Fino a prova contraria, la scienza ha spiegato tutto quello che una volta si credeva misterioso. Per esempio, che non e’ Dio a tenere i pianeti nelle suo orbite. Ed ugualmente, che non e’ Dio a insegnare alla Dendroica striata le meraviglie della sua migrazione, ma una specializzazione evolutiva cosi complessa quanto lo e’ quella del cervello di un gatto domestico. Ogni specie animale, l’evoluzione insegna, e’ il risultato di milioni di anni di lavoro genetico, da semplice a complesso.

Cosi come un’automobile non puo’ venire in esistenza miracolosa semplicemente dalla forza di un uragano che magicamente compone tutti i pezzi meccanici ed elettrici nel loro esatto posto per funzionare in sincronia l’uno con l’altro ed ottenere un prodotto completo, nuovo fiammante come uscito da una fabbrica. L’automobile, e’ il risultato di cinquemila anni di civilta’ ed intelligenza umana, mentre la Dendroica striata e’ il risultato di milioni di anni di adattamento e specializzazione genetica. Ne’ la Dendroica striata, ne’ le farfalle, ne’ il gatto domestico dovrebbero meravigliarci di fronte a quello che il nostro cervello e’ capace di fare.

Mentre gli animali hanno un cervello che risponde esclusivamente alle sensazioni dell’ambiente (istinti), i primati, e noi umani in particolare, sempre per via dell’evoluzione, abbiamo un cervello che non ha bisogno degli istinti, ma dei concetti per vivere. Il nostro cervello concettivo e’ responsabile per quello che possiamo fare sul pianeta che nussun istinto animale potrebbe mai fargli fare. L’uomo puo’ immaginare e creare. Gli animali possono solo ripetere secondo le loro specializzazioni istintive. Ne’ l’uno ne’ l’altro richiedono la magia o l’intelligenza divina.

Se dovessimo dare merito a Dio di quello che e’ bello della natura, cosa dovremmo fare per giustificare come avviene in natura il progresso della vita? Quello che l’evoluzione c’insegna e’ stato, econtinua ad essere, un susseguirsi di violenze istintive tra animali e uomini per la sopravvivenza. La violenza degli animali che si divorano e’ un istinto disegnato da Dio anche quello, o soltanto gli istinti piacevoli e buoni provengono da Dio?

L’evoluzione spiega. La fede ci conforta.

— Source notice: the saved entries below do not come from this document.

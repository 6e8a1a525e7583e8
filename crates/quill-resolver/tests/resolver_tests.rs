use rustc_hash::FxHashMap;

use quill_common::{DiagnosticSink, NodeId, diagnostic_codes};
use quill_decl::{Access, DeclId, DeclKind, DeclTree, Identity};
use quill_resolver::{
    Component, ImportBinding, NameResolver, NameScope, ResolveResult, ResolverTable, TypeMode,
};

/// A hand-built lexical environment: nodes with parents, components and imports.
#[derive(Default)]
struct TestScope {
    tree: DeclTree,
    parents: FxHashMap<NodeId, NodeId>,
    components: FxHashMap<NodeId, Component>,
    imports: Vec<(NodeId, String, NodeId)>,
    next: u32,
}

impl TestScope {
    fn node(&mut self, parent: Option<NodeId>, component: Component) -> NodeId {
        let id = NodeId(self.next);
        self.next += 1;
        if let Some(parent) = parent {
            self.parents.insert(id, parent);
        }
        self.components.insert(id, component);
        id
    }

    fn import(&mut self, block: NodeId, alias: &str) -> NodeId {
        let id = self.node(Some(block), Component::Absent);
        self.imports.push((block, alias.to_string(), id));
        id
    }

    fn class(&mut self, parent: DeclId, name: &str) -> DeclId {
        self.tree
            .add_child(parent, name, DeclKind::Class, Access::Public)
            .expect("class registers")
    }
}

impl NameScope for TestScope {
    fn tree(&self) -> &DeclTree {
        &self.tree
    }

    fn parent(&self, node: NodeId) -> Option<NodeId> {
        self.parents.get(&node).copied()
    }

    fn component(&self, node: NodeId) -> Component {
        self.components
            .get(&node)
            .copied()
            .unwrap_or(Component::Absent)
    }

    fn find_import(&self, node: NodeId, name: &str) -> Option<ImportBinding> {
        let mut current = Some(node);
        // a chain longer than the node count has a cycle
        for _ in 0..self.next {
            let Some(n) = current else { break };
            if let Some((block, _, import)) = self
                .imports
                .iter()
                .find(|(block, alias, _)| *block == n && alias == name)
            {
                return Some(ImportBinding {
                    import: *import,
                    block: *block,
                });
            }
            current = self.parent(n);
        }
        None
    }
}

fn codes(errs: &DiagnosticSink) -> Vec<(u32, String)> {
    errs.diagnostics()
        .iter()
        .map(|d| (d.code, d.message_text.clone()))
        .collect()
}

/// Module `app` with classes `Outer { Inner, run() }` and a reference node
/// inside `Inner`.
fn app_scope() -> (TestScope, NodeId, DeclId, DeclId, DeclId) {
    let mut scope = TestScope::default();
    let app = scope.tree.add_module("app");
    let outer = scope.class(app, "Outer");
    let inner = scope.class(outer, "Inner");
    scope
        .tree
        .add_child(outer, "run", DeclKind::Method, Access::Public)
        .expect("method registers");

    let module_node = scope.node(None, Component::Ready(app));
    let outer_node = scope.node(Some(module_node), Component::Ready(outer));
    let inner_node = scope.node(Some(outer_node), Component::Ready(inner));
    let reference = scope.node(Some(inner_node), Component::Absent);
    (scope, reference, app, outer, inner)
}

#[test]
fn test_first_name_resolves_through_enclosures() {
    let (scope, reference, _, outer, _) = app_scope();
    let mut table = ResolverTable::new();
    let mut errs = DiagnosticSink::new();

    let mut resolver = NameResolver::new(reference, ["Outer"]);
    assert!(resolver.is_first_time());
    assert_eq!(
        resolver.resolve(&scope, &mut table, &mut errs),
        ResolveResult::Resolved
    );
    assert!(!resolver.is_first_time());
    assert_eq!(resolver.identity(), Some(&Identity::Decl(outer)));
    assert_eq!(resolver.base_identity(), Some(&Identity::Decl(outer)));
    assert!(errs.is_empty(), "got: {:?}", codes(&errs));
}

#[test]
fn test_dotted_name_keeps_base_identity() {
    let (scope, reference, _, outer, inner) = app_scope();
    let mut table = ResolverTable::new();
    let mut errs = DiagnosticSink::new();

    let mut resolver = NameResolver::new(reference, ["Outer", "Inner"]);
    assert_eq!(
        resolver.resolve(&scope, &mut table, &mut errs),
        ResolveResult::Resolved
    );
    assert_eq!(resolver.decl(), Some(inner));
    assert_eq!(resolver.base_identity(), Some(&Identity::Decl(outer)));
    assert_eq!(resolver.stage_name(), "Resolved");
}

#[test]
fn test_module_names_resolve_globally() {
    let (scope, reference, app, _, inner) = app_scope();
    let mut table = ResolverTable::new();
    let mut errs = DiagnosticSink::new();

    let mut resolver = NameResolver::new(reference, ["app", "Outer", "Inner"]);
    assert_eq!(
        resolver.resolve(&scope, &mut table, &mut errs),
        ResolveResult::Resolved
    );
    assert_eq!(resolver.decl(), Some(inner));
    assert_eq!(resolver.base_identity(), Some(&Identity::Decl(app)));
}

#[test]
fn test_unresolvable_name_logs_exactly_once() {
    let (scope, reference, ..) = app_scope();
    let mut table = ResolverTable::new();
    let mut errs = DiagnosticSink::new();

    let mut resolver = NameResolver::new(reference, ["Missing", "Thing"]);
    for _ in 0..3 {
        assert_eq!(
            resolver.resolve(&scope, &mut table, &mut errs),
            ResolveResult::Error
        );
    }
    assert_eq!(resolver.force_resolve(&scope, &mut table, &mut errs), None);
    let diags = codes(&errs);
    assert_eq!(diags.len(), 1, "Expected a single diagnostic, got: {diags:?}");
    assert_eq!(diags[0].0, diagnostic_codes::NAME_UNRESOLVABLE);
}

#[test]
fn test_missing_member_is_name_missing() {
    let (scope, reference, ..) = app_scope();
    let mut table = ResolverTable::new();
    let mut errs = DiagnosticSink::new();

    let mut resolver = NameResolver::new(reference, ["Outer", "Nope"]);
    assert_eq!(
        resolver.resolve(&scope, &mut table, &mut errs),
        ResolveResult::Error
    );
    assert_eq!(errs.count_code(diagnostic_codes::NAME_MISSING), 1);
}

#[test]
fn test_method_is_a_dead_end_for_dot_names() {
    let (scope, reference, ..) = app_scope();
    let mut table = ResolverTable::new();
    let mut errs = DiagnosticSink::new();

    let mut resolver = NameResolver::new(reference, ["Outer", "run", "x"]);
    assert_eq!(
        resolver.resolve(&scope, &mut table, &mut errs),
        ResolveResult::Error
    );
    assert_eq!(errs.count_code(diagnostic_codes::NAME_UNRESOLVABLE), 1);
}

#[test]
fn test_unregistered_component_defers_until_ready() {
    let (mut scope, reference, _, outer, inner) = app_scope();
    let inner_node = scope.parent(reference).expect("inner node");
    scope.components.insert(inner_node, Component::Pending);

    let mut table = ResolverTable::new();
    let mut errs = DiagnosticSink::new();
    let mut resolver = NameResolver::new(reference, ["Outer"]);
    assert_eq!(
        resolver.resolve(&scope, &mut table, &mut errs),
        ResolveResult::Deferred
    );
    assert_eq!(resolver.stage_name(), "ResolveFirstName");

    scope.components.insert(inner_node, Component::Ready(inner));
    assert_eq!(
        resolver.resolve(&scope, &mut table, &mut errs),
        ResolveResult::Resolved
    );
    assert_eq!(resolver.decl(), Some(outer));
    assert!(errs.is_empty());
}

#[test]
fn test_pending_contribution_blocks_instead_of_failing() {
    let mut scope = TestScope::default();
    let app = scope.tree.add_module("app");
    let base = scope.class(app, "Base");
    let inherited = scope.class(base, "Inherited");
    let derived = scope.class(app, "Derived");
    let slot = scope.tree.add_contribution(derived).expect("slot");

    let module_node = scope.node(None, Component::Ready(app));
    let derived_node = scope.node(Some(module_node), Component::Ready(derived));
    let reference = scope.node(Some(derived_node), Component::Absent);

    let mut table = ResolverTable::new();
    let mut errs = DiagnosticSink::new();
    let mut resolver = NameResolver::new(reference, ["Inherited"]);
    assert_eq!(
        resolver.resolve(&scope, &mut table, &mut errs),
        ResolveResult::Blocked
    );
    assert!(resolver.last_result().is_some_and(ResolveResult::is_pending));
    assert!(errs.is_empty(), "blocked lookups must not log: {:?}", codes(&errs));

    scope
        .tree
        .set_contribution(derived, slot, Identity::Decl(base))
        .expect("set once");
    assert_eq!(
        resolver.resolve(&scope, &mut table, &mut errs),
        ResolveResult::Resolved
    );
    assert_eq!(resolver.decl(), Some(inherited));
}

#[test]
fn test_ambiguous_name_is_an_error_never_deferred() {
    let mut scope = TestScope::default();
    let app = scope.tree.add_module("app");
    scope.class(app, "Twin");
    scope.class(app, "Twin");
    let module_node = scope.node(None, Component::Ready(app));
    let reference = scope.node(Some(module_node), Component::Absent);

    let mut table = ResolverTable::new();
    let mut errs = DiagnosticSink::new();
    let mut resolver = NameResolver::new(reference, ["Twin"]);
    assert_eq!(
        resolver.resolve(&scope, &mut table, &mut errs),
        ResolveResult::Error
    );
    assert_eq!(errs.count_code(diagnostic_codes::NAME_AMBIGUOUS), 1);
}

#[test]
fn test_access_becomes_public_outside_outermost_class() {
    let mut scope = TestScope::default();
    let app = scope.tree.add_module("app");
    scope
        .tree
        .add_child(app, "Hidden", DeclKind::Class, Access::Private)
        .expect("class registers");
    let outer = scope.class(app, "Outer");
    let secret = scope
        .tree
        .add_child(outer, "Secret", DeclKind::Class, Access::Private)
        .expect("class registers");
    let inner = scope.class(outer, "Inner");

    let module_node = scope.node(None, Component::Ready(app));
    let outer_node = scope.node(Some(module_node), Component::Ready(outer));
    let inner_node = scope.node(Some(outer_node), Component::Ready(inner));
    let reference = scope.node(Some(inner_node), Component::Absent);

    let mut table = ResolverTable::new();
    let mut errs = DiagnosticSink::new();

    let mut visible = NameResolver::new(reference, ["Secret"]);
    assert_eq!(
        visible.resolve(&scope, &mut table, &mut errs),
        ResolveResult::Resolved
    );
    assert_eq!(visible.decl(), Some(secret));

    let mut hidden = NameResolver::new(reference, ["Hidden"]);
    assert_eq!(
        hidden.resolve(&scope, &mut table, &mut errs),
        ResolveResult::Error
    );
    assert_eq!(errs.count_code(diagnostic_codes::NAME_UNRESOLVABLE), 1);
}

#[test]
fn test_implicit_names_are_the_last_resort() {
    let (mut scope, reference, ..) = app_scope();
    let core = scope.tree.add_module("core");
    let int = scope.class(core, "Int");
    scope.tree.register_implicit("Int", int);

    let mut table = ResolverTable::new();
    let mut errs = DiagnosticSink::new();
    let mut resolver = NameResolver::new(reference, ["Int"]);
    assert_eq!(
        resolver.resolve(&scope, &mut table, &mut errs),
        ResolveResult::Resolved
    );
    assert_eq!(resolver.decl(), Some(int));
}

2007-02-06 20:49:46 · answer #4 · answered by DrEvol 7 · 0 0

Comportamento geneticamente predeterminato che si adatta - o no - all'ambiente.

E' determinato inizialmente dal caso e dalle forze fisiche, come tutto il resto dell'universo, e viene tramandato ai figli solo se si vive abbastanza a lungo da poterli mettere al mondo.
I figli, così, potranno aver maggiori probabilità di fare lo stesso, generazione dopo generazione.

Non è saggezza, altrimenti funzionerebbe sempre o quasi, il che non è: quel cane, ad esempio, che per istinto è portato a stare in mezzo alla strada per vedere meglio intorno a se, verrà probabilmente travolto da un automobile. E quel cucciolo che, al passaggio di un predatore, istintivamente scapperà, dal predatore verrà facilmente visto, catturato e mangiato: niente figli nel futuro del cucciolo, il suo istinto - per fortuna - non andrà oltre lui.

Sono milioni di ingranaggi che, senza coscienza, senza ragione, solo a caso, la Natura costruisce come càpita: si salvano solo quelli che funzionano, quelli che si adattano a ciò che hanno intorno.
Si ritiene e stima che, le forme di vita che conosciamo e che esistono sul nostro pianeta, siano sì e no l'1% di tutte le forme di vita che la natura ha cercato di esprimere, quasi sempre "sbagliando".
Siamo cioè dei superstiti evolutivi, tra i pochissimi ad avere le caratteristiche giuste per riprodurci con regolarità.

Questo, naturalmente, dal punto di vista puramente istintivo, cioè animale.

Poi c'è la Ragione, ma questa è un'altra domanda.......

Ciao, e buona serata.

2007-02-06 18:31:23 · answer #5 · answered by Ariel 6 · 0 0

Gli istinti sono ragionamenti compiuti senza che la conoscenza ne prenda atto se non nei risultati,hanno il vantaggio di essere immediati,e lo svantagio di non prendere in considerazione una gran varieta di elementi,quindi per questo potrebbero essere errati.